DENVER — Anthony Edwards and Naz Reid squared off in a shooting competition after practice Saturday, a day ahead of the Minnesota Timberwolves‘ Game 7 against the Denver Nuggets to determine the winner of their Western Conference semifinal series against the defending NBA champions.

The Wolves’ budding superstar and the league’s Sixth Man of the Year started in one corner and challenged one another to make five 3-pointers from seven spots around the perimeter, seeing who would be first to finish from the opposite corner. In the shoot-until-you-miss format, Edwards quickly caught fire and advanced to the final corner spot while Reid got stuck on spot No. 3, clanking away on the wing.

To allow Reid a chance to catch up, Edwards started shooting high-arcing shots, launching the ball almost to the ceiling of the Nuggets’ practice court.
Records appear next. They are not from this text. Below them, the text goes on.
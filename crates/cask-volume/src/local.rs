//! Anonymous, named and bind volumes on the host filesystem.
//!
//! Named volumes live under `<root>/volumes/<name>/_data`. Bind volumes are
//! represented by the same driver with the user-supplied host path as their
//! source; for those no directory is created (the path must already exist or
//! the kernel mount will fail) and removal never touches the filesystem.

use std::collections::{HashMap, HashSet};
use std::path::PathBuf;
use std::sync::Arc;

use parking_lot::Mutex;

use cask_common::{CaskError, CaskPaths, CaskResult};

use crate::driver::{Scope, Volume, VolumeDriver};
use crate::events::{EventBus, VolumeEvent};

/// Option key marking a created volume as a bind mount.
pub const OPT_BIND: &str = "bind";

/// Host-filesystem volume driver.
pub struct LocalDriver {
    paths: CaskPaths,
    volumes: Mutex<HashMap<String, Arc<LocalVolume>>>,
    events: EventBus,
}

impl LocalDriver {
    /// Create the driver, ensuring the volume root exists.
    pub fn new(paths: CaskPaths) -> CaskResult<Self> {
        std::fs::create_dir_all(paths.volumes())?;
        Ok(Self {
            paths,
            volumes: Mutex::new(HashMap::new()),
            events: EventBus::new(),
        })
    }

    /// Use an existing event bus instead of a private one.
    #[must_use]
    pub fn with_events(mut self, events: EventBus) -> Self {
        self.events = events;
        self
    }
}

impl VolumeDriver for LocalDriver {
    fn name(&self) -> &str {
        "local"
    }

    fn create(&self, name: &str, opts: &HashMap<String, String>) -> CaskResult<Arc<dyn Volume>> {
        if let Some(existing) = self.volumes.lock().get(name) {
            return Ok(existing.clone());
        }

        let is_bind = opts.get(OPT_BIND).map(String::as_str) == Some("true")
            // Re-registered data dirs from an older daemon's record come in
            // by path; recognize our own volume root so removal still cleans
            // them up.
            && !name.starts_with(&*self.paths.volumes().to_string_lossy());

        let data_path = if is_bind || name.starts_with('/') {
            PathBuf::from(name)
        } else {
            let data = self.paths.volume_data(name);
            std::fs::create_dir_all(&data)?;
            data
        };

        let volume = Arc::new(LocalVolume {
            name: name.to_string(),
            data_path,
            is_bind,
            attachments: Mutex::new(HashSet::new()),
        });

        tracing::info!(volume = %name, bind = is_bind, "Volume created");
        self.volumes.lock().insert(name.to_string(), volume.clone());
        self.events.publish(VolumeEvent::Created {
            volume: name.to_string(),
            driver: "local".to_string(),
            timestamp: chrono::Utc::now().timestamp(),
        });
        Ok(volume)
    }

    fn get(&self, name: &str) -> CaskResult<Arc<dyn Volume>> {
        self.volumes
            .lock()
            .get(name)
            .cloned()
            .map(|v| v as Arc<dyn Volume>)
            .ok_or_else(|| CaskError::VolumeNotFound {
                name: name.to_string(),
            })
    }

    fn list(&self) -> Vec<Arc<dyn Volume>> {
        self.volumes
            .lock()
            .values()
            .cloned()
            .map(|v| v as Arc<dyn Volume>)
            .collect()
    }

    fn remove(&self, volume: &dyn Volume) -> CaskResult<()> {
        let refs = volume.ref_count();
        if refs > 0 {
            return Err(CaskError::VolumeInUse {
                name: volume.name().to_string(),
                ref_count: refs,
            });
        }

        let removed = self.volumes.lock().remove(volume.name());
        if let Some(v) = removed {
            if !v.is_bind {
                // Remove the <root>/volumes/<name> directory, not just _data.
                let dir = v
                    .data_path
                    .parent()
                    .map(PathBuf::from)
                    .unwrap_or_else(|| v.data_path.clone());
                if dir.exists() {
                    std::fs::remove_dir_all(&dir)?;
                }
            }
            tracing::info!(volume = %v.name, "Volume removed");
        }
        Ok(())
    }

    fn scope(&self) -> Scope {
        Scope::Local
    }
}

/// A host-filesystem volume.
pub struct LocalVolume {
    name: String,
    data_path: PathBuf,
    is_bind: bool,
    /// IDs of containers currently attached.
    attachments: Mutex<HashSet<String>>,
}

impl Volume for LocalVolume {
    fn name(&self) -> &str {
        &self.name
    }

    fn driver_name(&self) -> &str {
        "local"
    }

    fn path(&self) -> PathBuf {
        self.data_path.clone()
    }

    fn mount(&self, container_id: &str) -> CaskResult<String> {
        self.attachments.lock().insert(container_id.to_string());
        Ok(self.data_path.to_string_lossy().into_owned())
    }

    fn unmount(&self, container_id: &str) -> CaskResult<()> {
        if !self.attachments.lock().remove(container_id) {
            tracing::debug!(
                volume = %self.name,
                container = container_id,
                "Detach for a container that was not attached"
            );
        }
        Ok(())
    }

    fn status(&self) -> HashMap<String, String> {
        let mut status = HashMap::new();
        status.insert("ref_count".to_string(), self.ref_count().to_string());
        status.insert("bind".to_string(), self.is_bind.to_string());
        status
    }

    fn ref_count(&self) -> usize {
        self.attachments.lock().len()
    }

    fn is_anonymous(&self) -> bool {
        !self.is_bind
    }
}

impl LocalVolume {
    /// Whether this volume is a bind mount of a user-supplied host path.
    #[must_use]
    pub fn is_bind(&self) -> bool {
        self.is_bind
    }
}
//! Parameter snapshots and baked-in factory flavors.
//!
//! [`HorizonParams`] is the full serializable parameter set; a snapshot can be
//! pushed onto a [`HostProcessor`](crate::HostProcessor) in one call. The
//! factory flavors live in `presets.json` at the crate root and are compiled
//! in with `include_str!`, so loading is fallible but never fatal.

use std::collections::HashMap;

use once_cell::sync::Lazy;
use serde::{Deserialize, Serialize};

use crate::dsp::LinkMode;
use crate::processor::HostProcessor;

#[derive(Debug, Clone, Copy, PartialEq, Serialize, Deserialize)]
#[serde(default)]
pub struct HorizonParams {
    pub width: f32,
    pub dyn_width: f32,
    pub transient_sens: f32,
    pub mid_tilt_db_per_oct: f32,
    pub side_air_freq_hz: f32,
    pub side_air_gain_db: f32,
    pub low_anchor_hz: f32,
    pub dirt_amount: f32,
    pub ceiling_db: f32,
    pub limiter_release_ms: f32,
    pub limiter_lookahead_ms: f32,
    pub limiter_tilt_db_per_oct: f32,
    pub limiter_link: LinkMode,
    pub limiter_mix: f32,
    pub limiter_bypass: bool,
    pub mix: f32,
    pub output_trim_db: f32,
}

impl Default for HorizonParams {
    fn default() -> Self {
        Self {
            width: 0.6,
            dyn_width: 0.35,
            transient_sens: 0.5,
            mid_tilt_db_per_oct: 0.0,
            side_air_freq_hz: 10000.0,
            side_air_gain_db: 2.0,
            low_anchor_hz: 100.0,
            dirt_amount: 0.1,
            ceiling_db: -1.0,
            limiter_release_ms: 80.0,
            limiter_lookahead_ms: 5.8,
            limiter_tilt_db_per_oct: 0.0,
            limiter_link: LinkMode::Linked,
            limiter_mix: 0.7,
            limiter_bypass: false,
            mix: 0.6,
            output_trim_db: 0.0,
        }
    }
}

impl HorizonParams {
    /// Pushes every field onto the processor's parameter targets. Values glide
    /// in over the smoothing window rather than snapping.
    pub fn apply_to(&self, p: &mut HostProcessor) {
        p.set_width(self.width);
        p.set_dyn_width(self.dyn_width);
        p.set_transient_sens(self.transient_sens);
        p.set_mid_tilt(self.mid_tilt_db_per_oct);
        p.set_side_air(self.side_air_freq_hz, self.side_air_gain_db);
        p.set_low_anchor(self.low_anchor_hz);
        p.set_dirt(self.dirt_amount);
        p.set_ceiling(self.ceiling_db);
        p.set_limiter_release_ms(self.limiter_release_ms);
        p.set_limiter_lookahead_ms(self.limiter_lookahead_ms);
        p.set_limiter_detector_tilt(self.limiter_tilt_db_per_oct);
        p.set_limiter_link_mode(self.limiter_link);
        p.set_limiter_mix(self.limiter_mix);
        p.set_limiter_bypass(self.limiter_bypass);
        p.set_mix(self.mix);
        p.set_output_trim(self.output_trim_db);
    }
}

/// Factory flavor names, in the order a menu would present them.
pub const FACTORY_FLAVOR_ORDER: [&str; 6] = [
    "light",
    "mid",
    "heavy",
    "kitchen_sink",
    "tilt_air_extremes",
    "link_toggle_scope",
];

static FACTORY_PRESETS: Lazy<HashMap<String, HorizonParams>> = Lazy::new(|| {
    let raw = include_str!("../presets.json");
    match serde_json::from_str::<HashMap<String, HorizonParams>>(raw) {
        Ok(map) => map,
        Err(e) => {
            log::warn!("factory presets failed to parse: {}", e);
            HashMap::new()
        }
    }
});

pub fn factory_preset(name: &str) -> Option<HorizonParams> {
    FACTORY_PRESETS.get(name).copied()
}

pub fn factory_preset_names() -> Vec<&'static str> {
    FACTORY_FLAVOR_ORDER
        .iter()
        .copied()
        .filter(|name| FACTORY_PRESETS.contains_key(*name))
        .collect()
}

#[cfg(test)]
mod tests {
    use super::*;

    #[test]
    fn defaults_round_trip_through_json() {
        let p = HorizonParams::default();
        let json = serde_json::to_string(&p).unwrap();
        let back: HorizonParams = serde_json::from_str(&json).unwrap();
        assert_eq!(p, back);
    }

    #[test]
    fn partial_json_fills_missing_fields_with_defaults() {
        let back: HorizonParams = serde_json::from_str(r#"{"width": 0.9}"#).unwrap();
        assert_eq!(back.width, 0.9);
        assert_eq!(back.ceiling_db, HorizonParams::default().ceiling_db);
    }

    #[test]
    fn all_factory_flavors_parse() {
        let names = factory_preset_names();
        assert_eq!(names.len(), FACTORY_FLAVOR_ORDER.len());
        for name in names {
            let p = factory_preset(name).unwrap();
            assert!(p.width >= 0.0 && p.width <= 1.0);
            assert!(p.ceiling_db <= -0.1 && p.ceiling_db >= -12.0);
        }
    }

    #[test]
    fn heavy_flavor_uses_mid_side_link() {
        let p = factory_preset("heavy").unwrap();
        assert_eq!(p.limiter_link, LinkMode::MidSide);
    }

    #[test]
    fn apply_pushes_values_into_the_chain() {
        let mut proc = HostProcessor::new(44100.0, 128);
        let p = factory_preset("kitchen_sink").unwrap();
        p.apply_to(&mut proc);
        // Snap smoothers to the new targets, then confirm the ceiling landed.
        proc.prepare_to_play(44100.0, 128);
        let mut l = vec![0.95f32; 128];
        let mut r = vec![0.95f32; 128];
        for _ in 0..40 {
            l.fill(0.95);
            r.fill(0.95);
            proc.process_block_in_place(&mut l, &mut r, 44100.0);
        }
        // -6 dB ceiling flavor holds hot program well below full scale.
        assert!(proc.limiter_gr_db() < -2.0);
    }
}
When Reid finally got his rhythm and made his way around the 3-point line, just two spots from the end corner, Edwards stopped messing around — he locked back into his regular shooting stroke and calmly ended the competition.

In a way, it mirrored what the Wolves are trying to do to Denver this series. Minnesota went up 2-0 to start, lost three in a row to fall down 3-2, then obliterated the Nuggets by 45 points in Game 6 on Thursday to set up Sunday’s clincher.

And Edwards is looking at the Nuggets with the same self-assuredness he had Saturday when he shot a smile at Reid before making the last corner 3 to win their shootout.

“I think we’re confident just because we’re a great team,” Edwards said. “We’re going against another great team and we feel like we’re the better team. That’s all the confidence that we need. The two previous games [that the Wolves won in Denver] don’t mean anything. They beat our ass on our home court, so that don’t mean anything. Right now it’s about who is going to play better tomorrow.”

The Wolves played their best in Game 6, holding the Nuggets to a franchise playoff-low 70 points on just 30.2% shooting (19.4% from 3). Edwards was the game’s leading scorer with 27 points, but he was hardly the only Minnesota contributor.

Jaden McDaniels had 21 points on 8-for-10 shooting, and Mike Conley had 13 points and 5 assists while returning from a sore right Achilles that caused him to miss Game 5. Karl-Anthony Towns had 10 points, 13 rebounds and 5 assists while playing effective defense against three-time MVP Nikola Jokic. Rudy Gobert (8 points, 14 rebounds) and Reid (10 points and 11 rebounds off the bench) both made their mark as well.

Conley, 36, is in his 17th season and has gone 0-4 in Game 7s in his career. The most recent loss was to these same Nuggets when Conley was with the Utah Jazz in the first round of the 2020 playoffs in the NBA bubble. Trailing 80-78 as the clock ticked down in the fourth quarter, Conley received an outlet pass near center court and attempted a game-winning pull-up 3 from the left wing as time expired.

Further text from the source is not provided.